Most single purification methods excel at one type of removal, e.g., ions, organics, or particles, and individually produce water intermediate between Type 1 and high-end Type 2. Ultrapure water systems combine several of these techniques.

For example, in a high-end ultrapure water system, tap water feeds through a reverse osmosis membrane, then into deionization cartridges, an ultraviolet cell to destroy bacteria and oxidize organics, an activated carbon cartridge to remove organic by-products of the UV step, and finally an ultrafiltration membrane to remove pyrogens and nucleases. Customers can usually mix and match techniques according to their needs.

Most of Thermo Fisher’s water system customers use Type 1 or Type 2 water and tend to think in terms of their application rather than the official water designation that supports it. Dr. Akana admits that when she worked in the lab “we just looked for the magical 18.2 megohms on the display, and once we got it, we used it for everything.” Later she would go on to write Thermo’s definitive primer on water purification.

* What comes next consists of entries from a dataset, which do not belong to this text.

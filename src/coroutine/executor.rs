//! Enumerator executor
//!
//! Drives one step-sequence to completion, one suspension point at a time.
//! Nested sequences and batches yielded by the body are delegated to an
//! inner executor until they finish, so the driver only ever sees a flat
//! stream of yield units.

use thiserror::Error;

use super::batch::EnumerableExecutor;
use super::unit::{Coroutine, UnitId, YieldUnit, Yielded};
use crate::failure::{TestFailure, guard};

/// A failure that originated inside a test body.
///
/// Applied exactly once, at the executor whose `resume` produced the
/// failure. Outer executors pass it through untouched.
#[derive(Debug, Clone, Error)]
#[error("{failure} (after suspension point {suspension_index})")]
pub struct TestBodyError {
    pub failure: TestFailure,
    /// Suspension points the failing sequence had passed
    pub suspension_index: usize,
}

/// Common interface of the enumerator and enumerable executors
pub trait Executor {
    /// Run until the next suspension point.
    ///
    /// `Ok(None)` means no wait is needed yet (work happened internally, or
    /// the executor just completed). `Ok(Some(unit))` must be awaited before
    /// the next call.
    fn advance(&mut self) -> Result<Option<YieldUnit>, TestBodyError>;

    fn is_not_completed(&self) -> bool;

    /// Distinct suspension points observed so far
    fn suspension_index(&self) -> usize;
}

/// Executor for a single step-sequence
pub struct EnumeratorExecutor {
    routine: Box<dyn Coroutine>,
    inner: Option<Box<dyn Executor>>,
    last_surfaced: Option<UnitId>,
    suspension_index: usize,
    completed: bool,
}

impl EnumeratorExecutor {
    pub fn new(routine: Box<dyn Coroutine>) -> Self {
        Self {
            routine,
            inner: None,
            last_surfaced: None,
            suspension_index: 0,
            completed: false,
        }
    }

    fn surface(&mut self, unit: YieldUnit) -> Option<YieldUnit> {
        // Re-yielding the pending wait object is not a new suspension
        if self.last_surfaced == Some(unit.id()) {
            return None;
        }
        self.last_surfaced = Some(unit.id());
        self.suspension_index += 1;
        Some(unit)
    }

    fn step(&mut self) -> Result<Option<Yielded>, TestFailure> {
        let routine = &mut self.routine;
        guard(|| routine.resume())
    }
}

impl Executor for EnumeratorExecutor {
    fn advance(&mut self) -> Result<Option<YieldUnit>, TestBodyError> {
        if self.completed {
            return Ok(None);
        }

        if let Some(inner) = self.inner.as_mut() {
            let unit = match inner.advance() {
                Ok(unit) => unit,
                Err(error) => {
                    self.inner = None;
                    self.completed = true;
                    return Err(error);
                }
            };
            if !inner.is_not_completed() {
                self.inner = None;
            }
            return Ok(unit);
        }

        match self.step() {
            Ok(None) => {
                self.completed = true;
                Ok(None)
            }
            Ok(Some(Yielded::Frame)) => Ok(self.surface(YieldUnit::next_frame())),
            Ok(Some(Yielded::Unit(unit))) => Ok(self.surface(unit)),
            Ok(Some(Yielded::Sequence(routine))) => {
                self.suspension_index += 1;
                self.last_surfaced = None;
                self.inner = Some(Box::new(EnumeratorExecutor::new(routine)));
                Ok(None)
            }
            Ok(Some(Yielded::Batch(routines))) => {
                self.suspension_index += 1;
                self.last_surfaced = None;
                self.inner = Some(Box::new(EnumerableExecutor::new(routines)));
                Ok(None)
            }
            Err(failure) => {
                self.completed = true;
                Err(TestBodyError {
                    failure,
                    suspension_index: self.suspension_index,
                })
            }
        }
    }

    fn is_not_completed(&self) -> bool {
        !self.completed
    }

    fn suspension_index(&self) -> usize {
        self.suspension_index
    }
}
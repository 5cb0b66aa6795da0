//! Test lifecycle notifications

use super::context::{LogEntry, LogLevel};
use super::results::RunSummary;

/// Receives lifecycle events from the suite runner. Names are fully
/// qualified (`Namespace.Class.method`).
pub trait TestListener {
    fn on_started(&mut self, name: &str);
    fn on_passed(&mut self, name: &str, logs: &[LogEntry]);
    fn on_ignored(&mut self, name: &str, reason: &str);
    fn on_failed(&mut self, name: &str, logs: &[LogEntry]);

    /// Called once when the queue is exhausted
    fn on_finished(&mut self, _summary: &RunSummary) {}
}

/// Human-readable progress on stdout
pub struct ConsoleReporter {
    verbose: bool,
    current_class: String,
}

impl ConsoleReporter {
    pub fn new(verbose: bool) -> Self {
        Self {
            verbose,
            current_class: String::new(),
        }
    }

    fn line(&mut self, name: &str, status: &str) {
        let (class, method) = name.rsplit_once('.').unwrap_or(("", name));
        if class != self.current_class {
            if !self.current_class.is_empty() {
                println!();
            }
            println!("{}", class);
            self.current_class = class.to_string();
        }
        let dots = ".".repeat(40 - method.len().min(39));
        println!("  {} {} {}", method, dots, status);
    }
}

impl TestListener for ConsoleReporter {
    fn on_started(&mut self, _name: &str) {}

    fn on_passed(&mut self, name: &str, logs: &[LogEntry]) {
        self.line(name, "PASS");
        if self.verbose {
            for log in logs {
                println!("    {}", log);
            }
        }
    }

    fn on_ignored(&mut self, name: &str, reason: &str) {
        self.line(name, &format!("IGNORED ({})", reason));
    }

    fn on_failed(&mut self, name: &str, logs: &[LogEntry]) {
        self.line(name, "FAIL");
        for log in logs {
            if self.verbose {
                println!("    {}", log);
                if !log.stack.is_empty() {
                    println!("      {}", log.stack.replace('\n', "\n      "));
                }
            } else if log.level >= LogLevel::Error {
                println!("    {}", log.message);
            }
        }
    }

    fn on_finished(&mut self, summary: &RunSummary) {
        println!("\n==============");
        println!(
            "Results: {} passed, {} failed, {} ignored ({} total)",
            summary.success, summary.failed, summary.ignored, summary.total
        );
    }
}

Because of budget cuts, institutions are moving away from centralized, shared-resource water purification systems. The paradox is that such systems are probably the most costeffective, albeit capital-intensive. As a result, business is booming for smaller units suitable for a single lab or group.

Nothing lasts forever

“Trends in pure water systems are driven by the capability of analytical instrumentation to detect lower and lower levels of contaminants,” observes Nick Papp. “We’ve essentially gone from part-per-million detection to part-per-billion, so more people are demanding purer water.”

Users, he says, should pay special attention to what they’re using the water for and what species might interfere with their analyses. For example, ion analysis requires water that is as ionfree as possible; if your lab tests for pyrogens in drug samples, water purification should focus on removing those contaminants.

Estelle Riche, Ph.D., an applications scientist at EMD Millipore (Billerica, MA) warns about “emerging contaminants” in tap water, and their potential impact on ultra-pure water used in laboratories. Emerging contaminants include common prescription and over-the-counter pharmaceuticals, caffeine, herbicides, pesticides, flame retardants, and components of personal- care products.

These compounds have been flushed down drains, both intact and in human waste, for decades. Given the sensitivity of modern analytical instrumentation, Dr. Riche wonders, “Are these contaminants making their way from the tap into the high purity water used in the laboratory?”

Many such contaminants, such as endocrine- disrupting chemicals (EDCs), are highly biologically active. Dr. Riche argues that if these are present in low-quality purified water, say type 2 or type 3, they could easily disrupt delicate bioassays involving live cells or enzymes, or DNA microarrays.

For the truly concerned, it is conceivable for EDCs and other unknown or emerging contaminants to leach from water systems themselves, particularly plastic components and holding vessels.

The take-home lesson here is to monitor water, even ultrapure water, for as many contaminants as is practical, and not take conductivity readings as the final arbiter of purity.

Given modern technology, reaching the “magic 18 megohm” reading has become relatively easy. The more ion exchange resin used, the more cycles, the purer the feed water becomes. But maintaining that level of purity is problematic. As soon as ultrapure water is dispensed, it begins to interact with its environment, picking up gases from the atmosphere and impurities from its container.

“Ultrapure water is the world’s best solvent,” says Nick Papp. “It begins degrading as soon as you stop circulating and purifying it, and as soon as you generate it, it tries to dissolve its surroundings.”